Older people who want to talk to health professionals about advance care planning (ACP) are not always able to do so, a new study published in Age & Ageing has revealed.
More than a third of respondents in the East Midlands study said that they would be interested in discussing advance care plans with a health professional. However, only 17% of respondents had prepared an advance care plan, and only 5% had been actively offered the opportunity to talk about it with a health professional.
Advance care planning is a process of assessment and dialogue to document an individual’s preferences for future care and treatment. It can result in ‘advance’ directives (often referred to as ‘Living Wills’) which record views on specific treatments; the nomination of a proxy to represent the individual if they lose mental capacity; and statements of values and views about care and treatment.

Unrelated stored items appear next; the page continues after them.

//! Live schema introspection.
//!
//! Once a table exists its declared column types are authoritative; nothing
//! here re-runs value classification.

use log::{debug, info};
use rusqlite::{Connection, params};
use serde::Serialize;

use crate::{
    classify::TypeTag,
    error::SchemaError,
    query::select_all,
    relationships::{Relationship, infer_relationships},
    store::{self, Store},
    synth,
    value::RowSet,
};

const FALLBACK_DECLARED_TYPE: &str = "TEXT";

#[derive(Debug, Clone, PartialEq, Eq, Serialize)]
pub struct Column {
    pub name: String,
    pub declared_type: String,
    pub type_tag: TypeTag,
    pub not_null: bool,
    pub default_value: Option<String>,
    pub primary_key: bool,
}

#[derive(Debug, Clone, Serialize)]
pub struct TableInfo {
    pub name: String,
    pub columns: Vec<Column>,
    pub rows: RowSet,
}

impl TableInfo {
    pub fn column_names(&self) -> Vec<String> {
        self.columns.iter().map(|c| c.name.clone()).collect()
    }
}

#[derive(Debug, Clone, Serialize)]
pub struct DatabaseInfo {
    pub tables: Vec<TableInfo>,
    pub relationships: Vec<Relationship>,
}

impl DatabaseInfo {
    pub fn table(&self, name: &str) -> Option<&TableInfo> {
        self.tables.iter().find(|t| t.name == name)
    }
}

pub(crate) fn read_columns(conn: &Connection, table: &str) -> Result<Vec<Column>, SchemaError> {
    if !store::table_exists(conn, table)? {
        return Err(SchemaError::UnknownTable(table.to_string()));
    }
    let mut stmt = conn.prepare(
        "SELECT name, type, \"notnull\", dflt_value, pk FROM pragma_table_info(?1) ORDER BY cid",
    )?;
    let columns = stmt
        .query_map(params![table], |row| {
            let declared: String = row.get(1)?;
            let declared = if declared.trim().is_empty() {
                FALLBACK_DECLARED_TYPE.to_string()
            } else {
                declared
            };
            Ok(Column {
                name: row.get(0)?,
                type_tag: TypeTag::from_declared(&declared),
                declared_type: declared,
                not_null: row.get::<_, i64>(2)? != 0,
                default_value: row.get(3)?,
                primary_key: row.get::<_, i64>(4)? > 0,
            })
        })?
        .collect::<rusqlite::Result<Vec<_>>>()?;
    Ok(columns)
}

/// Authoritative column metadata for `table`, in declaration order.
pub fn describe(store: &Store, table: &str) -> Result<Vec<Column>, SchemaError> {
    store.with_connection(|conn| read_columns(conn, table))
}

/// All rows of `table` in introspected column order.
pub fn fetch_rows(store: &Store, table: &str) -> Result<RowSet, SchemaError> {
    store.with_connection(|conn| -> Result<RowSet, SchemaError> {
        if !store::table_exists(conn, table)? {
            return Err(SchemaError::UnknownTable(table.to_string()));
        }
        Ok(select_all(conn, table)?)
    })
}

/// Every table with its columns and rows, plus the relationships implied by
/// column names.
pub fn describe_database(store: &Store) -> Result<DatabaseInfo, SchemaError> {
    let tables = store.with_connection(|conn| -> Result<Vec<TableInfo>, SchemaError> {
        store::table_names(conn)?
            .into_iter()
            .map(|name| -> Result<TableInfo, SchemaError> {
                let columns = read_columns(conn, &name)?;
                let rows = select_all(conn, &name)?;
                Ok(TableInfo {
                    name,
                    columns,
                    rows,
                })
            })
            .collect()
    })?;
    let shape = tables
        .iter()
        .map(|t| (t.name.as_str(), t.column_names()))
        .collect::<Vec<_>>();
    let relationships = infer_relationships(&shape);
    debug!(
        "Described {} table(s) with {} relationship(s)",
        tables.len(),
        relationships.len()
    );
    Ok(DatabaseInfo {
        tables,
        relationships,
    })
}

/// Appends a column to an existing table. The requested type is checked
/// against the allow-list and falls back to `TEXT`.
pub fn add_column(
    store: &Store,
    table: &str,
    column: &str,
    requested_type: &str,
) -> Result<(), SchemaError> {
    let table = synth::sanitize_identifier(table);
    let sql = synth::add_column_sql(&table, column, requested_type);
    store.with_connection(|conn| -> Result<(), SchemaError> {
        if !store::table_exists(conn, &table)? {
            return Err(SchemaError::UnknownTable(table.clone()));
        }
        debug!("Executing: {sql}");
        conn.execute(&sql, [])?;
        Ok(())
    })?;
    info!("Added column '{column}' to '{table}'");
    Ok(())
}
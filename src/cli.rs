use std::path::PathBuf;

use clap::{Args, Parser, Subcommand};

use crate::ingest::{ConflictPolicy, DEFAULT_SAMPLE_ROWS, IngestOptions};

#[derive(Debug, Parser)]
#[command(
    author,
    version,
    about = "Load CSV files into an in-memory relational store and query them",
    long_about = None
)]
pub struct Cli {
    #[command(subcommand)]
    pub command: Commands,
}

#[derive(Debug, Subcommand)]
pub enum Commands {
    /// Show every table with its typed columns plus inferred relationships
    Describe(DescribeArgs),
    /// Run a SQL statement against the loaded tables
    Query(QueryArgs),
    /// Export one table as CSV
    Export(ExportArgs),
    /// Read commands and SQL from stdin against a single store
    Shell(ShellArgs),
}

#[derive(Debug, Clone, Args)]
pub struct SessionArgs {
    /// CSV files to load; each becomes a table named after the file
    #[arg(short = 'i', long = "input", action = clap::ArgAction::Append)]
    pub inputs: Vec<PathBuf>,
    /// CSV delimiter character (supports ',', 'tab', ';', '|')
    #[arg(long, value_parser = parse_delimiter)]
    pub delimiter: Option<u8>,
    /// Character encoding of the input files (defaults to utf-8)
    #[arg(long = "input-encoding")]
    pub input_encoding: Option<String>,
    /// Number of rows to sample when inferring types (0, the default, scans every row)
    #[arg(long, default_value_t = DEFAULT_SAMPLE_ROWS)]
    pub sample_rows: usize,
    /// What to do when a file maps onto a table that already exists
    #[arg(long = "on-conflict", value_enum, default_value = "append")]
    pub on_conflict: ConflictPolicy,
}

impl SessionArgs {
    pub fn ingest_options(&self) -> IngestOptions {
        IngestOptions {
            sample_rows: self.sample_rows,
            on_conflict: self.on_conflict,
            delimiter: self.delimiter,
            encoding: self.input_encoding.clone(),
        }
    }
}

#[derive(Debug, Args)]
pub struct DescribeArgs {
    #[command(flatten)]
    pub session: SessionArgs,
    /// Emit the full description, rows included, as JSON
    #[arg(long)]
    pub json: bool,
}

#[derive(Debug, Args)]
pub struct QueryArgs {
    #[command(flatten)]
    pub session: SessionArgs,
    /// SQL text to execute
    #[arg(short = 's', long = "sql")]
    pub sql: String,
    /// Render the result as an aligned table instead of CSV
    #[arg(long = "table")]
    pub table: bool,
}

#[derive(Debug, Args)]
pub struct ExportArgs {
    #[command(flatten)]
    pub session: SessionArgs,
    /// Table to export
    #[arg(short = 't', long = "table-name")]
    pub table_name: String,
    /// Output CSV file (stdout if omitted)
    #[arg(short = 'o', long = "output")]
    pub output: Option<PathBuf>,
}

#[derive(Debug, Args)]
pub struct ShellArgs {
    #[command(flatten)]
    pub session: SessionArgs,
}

pub fn parse_delimiter(value: &str) -> Result<u8, String> {
    match value {
        "tab" | "\t" => Ok(b'\t'),
        "comma" | "," => Ok(b','),
        "|" | "pipe" => Ok(b'|'),
        ";" | "semicolon" => Ok(b';'),
        other => {
            let mut chars = other.chars();
            let first = chars
                .next()
                .ok_or_else(|| "Delimiter cannot be empty".to_string())?;
            if chars.next().is_some() {
                return Err("Delimiter must be a single character".to_string());
            }
            if !first.is_ascii() {
                return Err("Delimiter must be ASCII".to_string());
            }
            Ok(first as u8)
        }
    }
}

This study received responses from 1,823 people aged 65 and over, living in community settings, and indicated an increase in the number of patients putting advance care plans in place (up from 8% in a 2005 poll). The study concludes that these results should encourage healthcare professionals to explore what people understand by ACP, and the role of professionals in providing it.
Corresponding author Irfana Musa of Leicester Royal Infirmary said:
“With the population growing older and living longer, we are treating many more conditions such as dementia, in which an individual’s decision making ability becomes impaired. Advance Care Planning can help people think ahead and also inform others of their wishes in anticipation of a time when they cannot communicate themselves.
This study gives us a flavour of what the population understand by Advance Care Planning, whether they would engage in the process, and what the barriers might be.”
Speaking on behalf of the British Geriatrics Society, Prof. Adam Gordon said:
“Doctors and health care professionals often feel nervous about exploring issues around advance care planning in case they offend or unduly distress patients. This sometimes stops them preparing these plans in discussion with patients, even when they think it might be in a patient’s best interests.
This study tells us they should be less nervous and more forward in introducing advance care planning concepts. Such discussions, though, can take time and this is one of many reasons we need to reflect upon the time available to general practitioners for routine consultations in older patients with frailty and work to increase resources in primary care to support patient-centred care planning.”